=== Data for the task ===
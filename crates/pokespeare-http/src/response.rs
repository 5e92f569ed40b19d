//! Response returned by [`HttpClient`](crate::HttpClient) implementations.

use reqwest::StatusCode;
use serde_json::Value;

use crate::cache::CachedResponse;

/// A successful upstream response, fetched or replayed from the cache.
#[derive(Debug, Clone, PartialEq, Eq)]
pub struct HttpResponse {
    /// HTTP status.
    pub status: StatusCode,
    /// Raw body.
    pub body: Vec<u8>,
    /// `Content-Type` header, when sent.
    pub content_type: Option<String>,
    /// Whether the response came from the cache.
    pub from_cache: bool,
}

impl HttpResponse {
    /// Parse the body as untyped JSON.
    ///
    /// # Errors
    ///
    /// Returns the parser error when the body is not JSON.
    pub fn json(&self) -> Result<Value, serde_json::Error> {
        serde_json::from_slice(&self.body)
    }

    /// Rebuild a response from a cache entry.
    #[must_use]
    pub fn from_cached(cached: CachedResponse) -> Self {
        Self {
            status: StatusCode::from_u16(cached.status).unwrap_or(StatusCode::OK),
            body: cached.body,
            content_type: cached.content_type,
            from_cache: true,
        }
    }

    /// Snapshot suitable for storing in a cache.
    #[must_use]
    pub fn to_cached(&self) -> CachedResponse {
        CachedResponse {
            status: self.status.as_u16(),
            body: self.body.clone(),
            content_type: self.content_type.clone(),
        }
    }
}

#[cfg(test)]
mod tests {
    use super::*;

    #[test]
    fn cached_responses_are_flagged() -> Result<(), serde_json::Error> {
        let fresh = HttpResponse {
            status: StatusCode::OK,
            body: br#"{"name":"haunter"}"#.to_vec(),
            content_type: Some("application/json".into()),
            from_cache: false,
        };
        let replayed = HttpResponse::from_cached(fresh.to_cached());
        assert!(replayed.from_cache);
        assert_eq!(replayed.body, fresh.body);
        assert_eq!(replayed.json()?["name"], "haunter");
        Ok(())
    }
}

=== Problem description ===
A line counts if it contains the string "Value"; report how many lines in the material do, giving only the number.

=== Response to this task ===
2